=== Section Start ===

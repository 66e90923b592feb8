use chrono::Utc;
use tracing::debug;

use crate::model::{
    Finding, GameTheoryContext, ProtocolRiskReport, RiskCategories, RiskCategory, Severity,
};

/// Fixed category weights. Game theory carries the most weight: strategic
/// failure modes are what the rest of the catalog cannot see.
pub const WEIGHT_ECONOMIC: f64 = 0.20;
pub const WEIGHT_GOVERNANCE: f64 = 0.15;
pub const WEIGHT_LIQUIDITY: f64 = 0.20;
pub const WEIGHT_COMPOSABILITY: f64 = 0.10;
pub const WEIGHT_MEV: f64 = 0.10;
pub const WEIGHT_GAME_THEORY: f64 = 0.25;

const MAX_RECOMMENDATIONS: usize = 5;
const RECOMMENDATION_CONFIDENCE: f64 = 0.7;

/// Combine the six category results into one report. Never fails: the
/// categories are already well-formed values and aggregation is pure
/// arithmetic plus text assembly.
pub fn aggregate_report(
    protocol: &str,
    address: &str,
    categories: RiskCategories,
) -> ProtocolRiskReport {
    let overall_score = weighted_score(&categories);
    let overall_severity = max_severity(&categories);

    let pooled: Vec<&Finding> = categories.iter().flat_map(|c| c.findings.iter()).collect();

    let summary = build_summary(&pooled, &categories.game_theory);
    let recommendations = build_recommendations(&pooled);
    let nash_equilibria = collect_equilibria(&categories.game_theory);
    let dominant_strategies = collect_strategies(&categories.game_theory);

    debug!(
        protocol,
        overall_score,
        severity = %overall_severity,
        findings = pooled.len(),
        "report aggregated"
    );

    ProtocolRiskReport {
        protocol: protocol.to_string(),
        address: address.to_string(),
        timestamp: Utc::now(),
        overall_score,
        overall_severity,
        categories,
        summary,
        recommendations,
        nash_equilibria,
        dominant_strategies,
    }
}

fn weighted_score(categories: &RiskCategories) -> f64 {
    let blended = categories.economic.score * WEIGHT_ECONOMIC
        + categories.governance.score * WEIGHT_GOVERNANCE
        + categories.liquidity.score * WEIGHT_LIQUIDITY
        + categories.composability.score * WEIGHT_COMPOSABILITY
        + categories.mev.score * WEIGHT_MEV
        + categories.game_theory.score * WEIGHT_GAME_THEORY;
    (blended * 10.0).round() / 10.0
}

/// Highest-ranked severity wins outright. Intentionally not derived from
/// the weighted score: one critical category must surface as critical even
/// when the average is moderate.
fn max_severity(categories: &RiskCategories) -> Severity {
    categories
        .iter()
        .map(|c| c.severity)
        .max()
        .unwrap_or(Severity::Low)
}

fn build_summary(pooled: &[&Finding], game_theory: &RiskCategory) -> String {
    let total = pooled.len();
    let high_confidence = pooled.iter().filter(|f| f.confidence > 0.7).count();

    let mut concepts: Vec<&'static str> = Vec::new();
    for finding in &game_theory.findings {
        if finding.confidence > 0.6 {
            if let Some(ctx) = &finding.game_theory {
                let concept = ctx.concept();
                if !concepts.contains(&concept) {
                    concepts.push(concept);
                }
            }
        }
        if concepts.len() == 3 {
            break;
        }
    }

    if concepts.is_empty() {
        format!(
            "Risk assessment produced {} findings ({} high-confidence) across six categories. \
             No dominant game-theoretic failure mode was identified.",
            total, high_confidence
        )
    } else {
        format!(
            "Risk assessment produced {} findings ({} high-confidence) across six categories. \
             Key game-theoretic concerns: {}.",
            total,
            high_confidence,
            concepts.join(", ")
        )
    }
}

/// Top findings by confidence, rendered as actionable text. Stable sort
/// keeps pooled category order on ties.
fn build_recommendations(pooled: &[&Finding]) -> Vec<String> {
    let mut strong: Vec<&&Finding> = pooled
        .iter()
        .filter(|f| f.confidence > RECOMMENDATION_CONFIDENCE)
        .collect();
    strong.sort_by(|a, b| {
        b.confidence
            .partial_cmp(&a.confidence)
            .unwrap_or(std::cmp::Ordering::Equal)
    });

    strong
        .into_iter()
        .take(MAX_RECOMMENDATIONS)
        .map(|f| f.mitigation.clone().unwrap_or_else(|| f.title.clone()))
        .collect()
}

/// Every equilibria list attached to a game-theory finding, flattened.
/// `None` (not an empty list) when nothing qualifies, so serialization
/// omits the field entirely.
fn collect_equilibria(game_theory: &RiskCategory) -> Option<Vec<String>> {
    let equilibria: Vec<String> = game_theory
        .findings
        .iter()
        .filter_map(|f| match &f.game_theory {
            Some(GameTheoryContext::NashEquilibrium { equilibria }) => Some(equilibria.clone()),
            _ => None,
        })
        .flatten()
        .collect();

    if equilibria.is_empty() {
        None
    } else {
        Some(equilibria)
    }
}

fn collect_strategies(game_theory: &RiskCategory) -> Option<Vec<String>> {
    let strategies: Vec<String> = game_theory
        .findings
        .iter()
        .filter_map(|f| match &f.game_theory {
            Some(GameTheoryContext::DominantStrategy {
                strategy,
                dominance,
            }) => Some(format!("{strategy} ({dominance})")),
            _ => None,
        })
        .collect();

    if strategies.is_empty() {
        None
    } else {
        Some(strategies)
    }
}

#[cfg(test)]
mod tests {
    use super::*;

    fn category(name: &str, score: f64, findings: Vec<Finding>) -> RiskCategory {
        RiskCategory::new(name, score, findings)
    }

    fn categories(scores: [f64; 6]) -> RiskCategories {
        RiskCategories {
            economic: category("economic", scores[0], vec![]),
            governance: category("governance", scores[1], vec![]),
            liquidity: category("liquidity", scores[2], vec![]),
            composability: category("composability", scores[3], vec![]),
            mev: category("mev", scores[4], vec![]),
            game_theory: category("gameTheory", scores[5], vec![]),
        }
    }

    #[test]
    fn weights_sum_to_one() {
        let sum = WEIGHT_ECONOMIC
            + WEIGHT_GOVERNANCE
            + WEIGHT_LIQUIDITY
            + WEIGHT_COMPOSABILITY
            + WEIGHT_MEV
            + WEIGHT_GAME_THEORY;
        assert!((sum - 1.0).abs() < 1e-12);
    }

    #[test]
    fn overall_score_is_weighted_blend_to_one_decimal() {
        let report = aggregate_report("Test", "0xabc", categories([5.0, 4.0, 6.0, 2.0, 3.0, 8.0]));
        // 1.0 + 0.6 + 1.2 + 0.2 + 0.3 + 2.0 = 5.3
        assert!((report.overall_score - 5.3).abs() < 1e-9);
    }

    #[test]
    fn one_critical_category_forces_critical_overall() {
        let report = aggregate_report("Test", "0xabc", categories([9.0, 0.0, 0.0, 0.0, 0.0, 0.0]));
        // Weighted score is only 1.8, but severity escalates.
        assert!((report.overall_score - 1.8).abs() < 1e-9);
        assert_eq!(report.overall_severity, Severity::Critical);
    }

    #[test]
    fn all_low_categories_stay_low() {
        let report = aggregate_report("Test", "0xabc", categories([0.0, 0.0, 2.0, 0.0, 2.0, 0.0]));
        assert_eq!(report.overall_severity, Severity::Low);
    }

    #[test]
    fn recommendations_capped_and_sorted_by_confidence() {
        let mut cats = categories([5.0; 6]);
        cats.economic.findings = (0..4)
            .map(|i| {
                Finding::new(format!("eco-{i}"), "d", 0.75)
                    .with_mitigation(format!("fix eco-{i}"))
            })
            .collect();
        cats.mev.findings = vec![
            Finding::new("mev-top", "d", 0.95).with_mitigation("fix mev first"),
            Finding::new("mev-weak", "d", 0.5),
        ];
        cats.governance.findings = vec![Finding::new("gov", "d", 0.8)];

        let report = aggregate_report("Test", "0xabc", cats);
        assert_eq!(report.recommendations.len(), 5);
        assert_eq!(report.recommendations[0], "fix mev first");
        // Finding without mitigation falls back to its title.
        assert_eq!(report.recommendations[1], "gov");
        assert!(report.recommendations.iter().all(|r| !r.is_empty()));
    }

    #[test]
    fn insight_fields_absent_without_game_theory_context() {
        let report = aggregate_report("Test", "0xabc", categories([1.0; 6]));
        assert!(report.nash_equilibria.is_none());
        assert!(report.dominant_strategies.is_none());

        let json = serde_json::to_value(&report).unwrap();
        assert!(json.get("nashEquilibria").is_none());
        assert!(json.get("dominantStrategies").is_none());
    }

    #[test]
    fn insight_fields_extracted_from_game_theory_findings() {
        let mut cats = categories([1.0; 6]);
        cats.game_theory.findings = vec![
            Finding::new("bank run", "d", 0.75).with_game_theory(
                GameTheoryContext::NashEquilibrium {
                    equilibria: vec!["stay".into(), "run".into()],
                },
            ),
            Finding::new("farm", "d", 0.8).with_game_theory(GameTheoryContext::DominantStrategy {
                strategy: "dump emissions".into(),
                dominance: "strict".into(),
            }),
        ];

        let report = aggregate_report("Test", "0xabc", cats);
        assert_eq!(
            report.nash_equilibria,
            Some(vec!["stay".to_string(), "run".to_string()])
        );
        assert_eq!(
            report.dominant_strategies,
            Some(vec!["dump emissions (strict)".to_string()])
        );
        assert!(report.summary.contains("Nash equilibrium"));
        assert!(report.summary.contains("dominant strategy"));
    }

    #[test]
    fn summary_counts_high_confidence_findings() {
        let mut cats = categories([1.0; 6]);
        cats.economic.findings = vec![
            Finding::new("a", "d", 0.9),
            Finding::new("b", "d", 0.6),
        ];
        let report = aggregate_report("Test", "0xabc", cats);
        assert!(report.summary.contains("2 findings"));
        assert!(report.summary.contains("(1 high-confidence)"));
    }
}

=== Section End ===

Among the entries above, copy exactly only the lines starting with the one containing "catalog cannot see." and going through the one containing "let blended = categories.economic.score", both ends included.

/// failure modes are what the rest of the catalog cannot see.
pub const WEIGHT_ECONOMIC: f64 = 0.20;
pub const WEIGHT_GOVERNANCE: f64 = 0.15;
pub const WEIGHT_LIQUIDITY: f64 = 0.20;
pub const WEIGHT_COMPOSABILITY: f64 = 0.10;
pub const WEIGHT_MEV: f64 = 0.10;
pub const WEIGHT_GAME_THEORY: f64 = 0.25;

const MAX_RECOMMENDATIONS: usize = 5;
const RECOMMENDATION_CONFIDENCE: f64 = 0.7;

/// Combine the six category results into one report. Never fails: the
/// categories are already well-formed values and aggregation is pure
/// arithmetic plus text assembly.
pub fn aggregate_report(
    protocol: &str,
    address: &str,
    categories: RiskCategories,
) -> ProtocolRiskReport {
    let overall_score = weighted_score(&categories);
    let overall_severity = max_severity(&categories);

    let pooled: Vec<&Finding> = categories.iter().flat_map(|c| c.findings.iter()).collect();

    let summary = build_summary(&pooled, &categories.game_theory);
    let recommendations = build_recommendations(&pooled);
    let nash_equilibria = collect_equilibria(&categories.game_theory);
    let dominant_strategies = collect_strategies(&categories.game_theory);

    debug!(
        protocol,
        overall_score,
        severity = %overall_severity,
        findings = pooled.len(),
        "report aggregated"
    );

    ProtocolRiskReport {
        protocol: protocol.to_string(),
        address: address.to_string(),
        timestamp: Utc::now(),
        overall_score,
        overall_severity,
        categories,
        summary,
        recommendations,
        nash_equilibria,
        dominant_strategies,
    }
}

fn weighted_score(categories: &RiskCategories) -> f64 {
    let blended = categories.economic.score * WEIGHT_ECONOMIC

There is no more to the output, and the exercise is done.